_EXERCISE BRIEF_: In the entries below, find every line holding the string "impl" and collect it.

(Records drawn from a dataset)
● ● ●

//! Response objects as they are serialized onto the wire.

use protocol::STATUS_SUCCESS;
use serde_json::{Map, Value};

use crate::error::Error;

/// One response: a status, an optional message and any number of payload
/// fields. Serializes to `{"status": ..., "message"?: ..., ...payload}`.
#[derive(Debug, Clone)]
pub struct Response {
    pub status: u16,
    pub message: Option<String>,
    payload: Map<String, Value>,
}

impl Response {
    pub fn ok() -> Response {
        Response {
            status: STATUS_SUCCESS,
            message: None,
            payload: Map::new(),
        }
    }

    pub fn error(status: u16, message: impl Into<String>) -> Response {
        Response {
            status,
            message: Some(message.into()),
            payload: Map::new(),
        }
    }

    /// Adds one payload field.
    pub fn with(mut self, key: &str, value: impl Into<Value>) -> Response {
        self.payload.insert(key.to_string(), value.into());
        self
    }

    pub fn to_value(&self) -> Value {
        let mut object = Map::new();
        object.insert("status".to_string(), Value::from(self.status));
        if let Some(message) = &self.message {
            object.insert("message".to_string(), Value::from(message.clone()));
        }
        for (key, value) in &self.payload {
            object.insert(key.clone(), value.clone());
        }
        Value::Object(object)
    }
}

impl From<Error> for Response {
    fn from(error: Error) -> Response {
        Response::error(error.status(), error.to_string())
    }
}

impl<E: Into<Error>> From<std::result::Result<Response, E>> for Response {
    fn from(result: std::result::Result<Response, E>) -> Response {
        match result {
            Ok(response) => response,
            Err(error) => error.into().into(),
        }
    }
}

● ● ●

_WRITTEN REPLY_:
impl Response {
    pub fn error(status: u16, message: impl Into<String>) -> Response {
    pub fn with(mut self, key: &str, value: impl Into<Value>) -> Response {
impl From<Error> for Response {
impl<E: Into<Error>> From<std::result::Result<Response, E>> for Response {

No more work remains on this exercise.